In this study, the most pronounced aberration was the chromatid break, suggesting that the chemical acts mostly in the late S or G2 phase of the cell cycle (28). Fragments were the second common aberrations in the karathane LC-treated lymphocytes. Presence of fragments reveals the increased mutagenic potential of the test compound (29). Fragments and sister chromatid union observed in this study may result from the terminal deletion (30). In this study, quadriradial and triradial type of chromatid exchanges were also observed. Quadriradial chromosomes can be formed from homologous or non-homologous chromosomes (31).

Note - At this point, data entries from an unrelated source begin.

//! Delegated attestation and revocation messages.

use alloy_primitives::{Address, Bytes, B256, U256};
use serde::{Deserialize, Serialize};

use crate::hasher::{FieldValue, TypedMessage};
use crate::signing::Eip712Signature;
use crate::types::{MessageTypeDeclaration, ATTEST_TYPE, REVOKE_TYPE};

/// Message fields of a delegated attestation, in declaration order.
#[derive(Debug, Clone, PartialEq, Eq, Serialize, Deserialize)]
#[serde(rename_all = "camelCase")]
pub struct AttestationParams {
    pub attester: Address,
    pub schema: B256,
    pub recipient: Address,
    /// Zero means the attestation never expires.
    pub expiration_time: u64,
    pub revocable: bool,
    /// Zero means no referenced attestation.
    #[serde(rename = "refUID")]
    pub ref_uid: B256,
    pub data: Bytes,
    pub value: U256,
    /// Supplied by the caller; the contract owns the counter.
    pub nonce: U256,
    /// Zero means no deadline.
    pub deadline: u64,
}

impl TypedMessage for AttestationParams {
    const DECLARATION: &'static MessageTypeDeclaration = &ATTEST_TYPE;

    fn field_values(&self) -> Vec<FieldValue> {
        vec![
            FieldValue::Address(self.attester),
            FieldValue::Bytes32(self.schema),
            FieldValue::Address(self.recipient),
            FieldValue::Uint(U256::from(self.expiration_time)),
            FieldValue::Bool(self.revocable),
            FieldValue::Bytes32(self.ref_uid),
            FieldValue::Bytes(self.data.clone()),
            FieldValue::Uint(self.value),
            FieldValue::Uint(self.nonce),
            FieldValue::Uint(U256::from(self.deadline)),
        ]
    }

    fn signer(&self) -> Address {
        self.attester
    }
}

#[derive(Debug, Clone, PartialEq, Eq, Serialize, Deserialize)]
#[serde(rename_all = "camelCase")]
pub struct RevocationParams {
    pub revoker: Address,
    pub schema: B256,
    pub uid: B256,
    pub value: U256,
    pub nonce: U256,
    pub deadline: u64,
}

impl TypedMessage for RevocationParams {
    const DECLARATION: &'static MessageTypeDeclaration = &REVOKE_TYPE;

    fn field_values(&self) -> Vec<FieldValue> {
        vec![
            FieldValue::Address(self.revoker),
            FieldValue::Bytes32(self.schema),
            FieldValue::Bytes32(self.uid),
            FieldValue::Uint(self.value),
            FieldValue::Uint(self.nonce),
            FieldValue::Uint(U256::from(self.deadline)),
        ]
    }

    fn signer(&self) -> Address {
        self.revoker
    }
}

/// What a caller asks to attest, before the attester is bound.
#[derive(Debug, Clone, Default, PartialEq, Eq, Serialize, Deserialize)]
#[serde(rename_all = "camelCase")]
pub struct AttestationRequest {
    pub schema: B256,
    pub recipient: Address,
    pub expiration_time: u64,
    pub revocable: bool,
    #[serde(rename = "refUID")]
    pub ref_uid: B256,
    pub data: Bytes,
    pub value: U256,
    pub nonce: U256,
    pub deadline: u64,
}

impl AttestationRequest {
    pub fn with_attester(self, attester: Address) -> AttestationParams {
        AttestationParams {
            attester,
            schema: self.schema,
            recipient: self.recipient,
            expiration_time: self.expiration_time,
            revocable: self.revocable,
            ref_uid: self.ref_uid,
            data: self.data,
            value: self.value,
            nonce: self.nonce,
            deadline: self.deadline,
        }
    }
}

/// What a caller asks to revoke, before the revoker is bound.
#[derive(Debug, Clone, Default, PartialEq, Eq, Serialize, Deserialize)]
#[serde(rename_all = "camelCase")]
pub struct RevocationRequest {
    pub schema: B256,
    pub uid: B256,
    pub value: U256,
    pub nonce: U256,
    pub deadline: u64,
}

impl RevocationRequest {
    pub fn with_revoker(self, revoker: Address) -> RevocationParams {
        RevocationParams {
            revoker,
            schema: self.schema,
            uid: self.uid,
            value: self.value,
            nonce: self.nonce,
            deadline: self.deadline,
        }
    }
}

/// Message params together with the signature computed over them.
#[derive(Debug, Clone, PartialEq, Eq, Serialize, Deserialize)]
pub struct SignedRequest<P> {
    pub params: P,
    pub signature: Eip712Signature,
}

Karathane LC has also caused polyploidy in some cells, indicating that the spindle apparatus made of proteins seems to be affected (9,27,32). Dicentric and ring chromosomes resulting from breakage–fusion–bridge cycle (28) were also induced by karathane. In this investigation, chromosome contractions were also evident in the cultures treated with the highest concentration of karathane LC. The contraction may have arisen from the effects of the chemical on the histone proteins (9).
Karathane LC has not induced a significant effect on the PRI, indicating that it does not influence the kinetics of cell growth. Similar results were obtained by some other pesticides (33–35). However, karathane LC significantly decreased the MI in a dose-related manner. Karathane LC may possibly decrease the MI by affecting G2 and prophase or synthesis and assembly and/or formation of the mitotic spindle (24). Karathane LC has also decreased MI in Allium cepa (20).

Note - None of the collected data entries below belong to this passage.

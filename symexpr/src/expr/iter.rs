use super::Expr;

/// An iterator that iteratively traverses the tree of expressions in left-to-right post-order
/// (i.e. depth-first).
///
/// This iterator is created by [`Expr::post_order_iter`]. It keeps its own stack, so it can walk
/// trees of any depth.
pub struct ExprIter<'a> {
    stack: Vec<&'a Expr>,
    last_visited: Option<&'a Expr>,
}

impl<'a> ExprIter<'a> {
    /// Creates a new iterator that traverses the tree of expressions in left-to-right post-order
    /// (i.e. depth-first).
    pub fn new(expr: &'a Expr) -> Self {
        Self {
            stack: vec![expr],
            last_visited: None,
        }
    }

    /// Pops the current expression in the stack and marks it as the last visited expression.
    fn visit(&mut self) -> Option<&'a Expr> {
        self.last_visited = Some(self.stack.pop()?);
        self.last_visited
    }

    /// Returns true if the given expression matches the last visited expression.
    fn is_last_visited(&self, expr: &'a Expr) -> bool {
        match self.last_visited {
            Some(last_visited) => std::ptr::eq(last_visited, expr),
            None => false,
        }
    }
}

impl<'a> Iterator for ExprIter<'a> {
    type Item = &'a Expr;

    fn next(&mut self) -> Option<Self::Item> {
        loop {
            let expr = *self.stack.last()?;
            match expr {
                Expr::Number(_) | Expr::Variable(_) => return self.visit(),
                Expr::Sum(terms) => {
                    if terms.is_empty() || self.is_last_visited(&terms[terms.len() - 1]) {
                        return self.visit();
                    }
                    for term in terms.iter().rev() {
                        self.stack.push(term);
                    }
                },
                Expr::Difference(lhs, rhs)
                    | Expr::Product(lhs, rhs)
                    | Expr::Quotient(lhs, rhs)
                    | Expr::Power(lhs, rhs) => {
                    if self.is_last_visited(rhs) {
                        return self.visit();
                    }
                    self.stack.push(rhs);
                    self.stack.push(lhs);
                },
                Expr::Negative(inner) | Expr::Apply(_, inner) => {
                    if self.is_last_visited(inner) {
                        return self.visit();
                    }
                    self.stack.push(inner);
                },
            }
        }
    }
}

#[cfg(test)]
mod tests {
    use pretty_assertions::assert_eq;
    use super::*;

    #[test]
    fn post_order() {
        let expr = Expr::product(
            Expr::sum([Expr::var("a"), Expr::var("b")]).unwrap(),
            Expr::negative(Expr::var("c")),
        );
        let visited = expr.post_order_iter()
            .map(|expr| match expr {
                Expr::Variable(symbol) => symbol.clone(),
                Expr::Sum(_) => "+".to_string(),
                Expr::Negative(_) => "neg".to_string(),
                Expr::Product(..) => "*".to_string(),
                other => unreachable!("unexpected node {}", other),
            })
            .collect::<Vec<_>>();
        assert_eq!(visited, ["a", "b", "+", "c", "neg", "*"]);
    }

    #[test]
    fn single_leaf() {
        let expr = Expr::number(1.0);
        assert_eq!(expr.post_order_iter().count(), 1);
    }
}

Karathane LC induced the formation of SCEs in 20 µg/ml concentration at 24 h and all concentrations at 48-h treatments compared with the control. SCE analysis is one of the most sensitive genotoxic assays and has been widely used to detect the mutagenic and carcinogenic potential of chemicals (26,36). SCEs arise from the reciprocal exchange of DNA at apparently identical loci of the sister chromatids of a duplicated chromosome in response to a damaged DNA template (36–38). The SCEs were induced by substances, which form covalent adducts with DNA or by those that interfere in the metabolism or in the DNA repair reactions (39). Our results are in agreement with those obtained after treating the human peripheral lymphocytes with different pesticides (4,9,24).
In conclusion, the results obtained in this research suggest that karathane LC should be considered as cytotoxic, clastogenic and mutagenic in vitro and as posing a genotoxic hazard to humans in all probability. Pesticides that are genotoxic–mutagenic to somatic cells could affect germinal cells as well (40,41). Hence, human exposure to karathane LC should be restricted.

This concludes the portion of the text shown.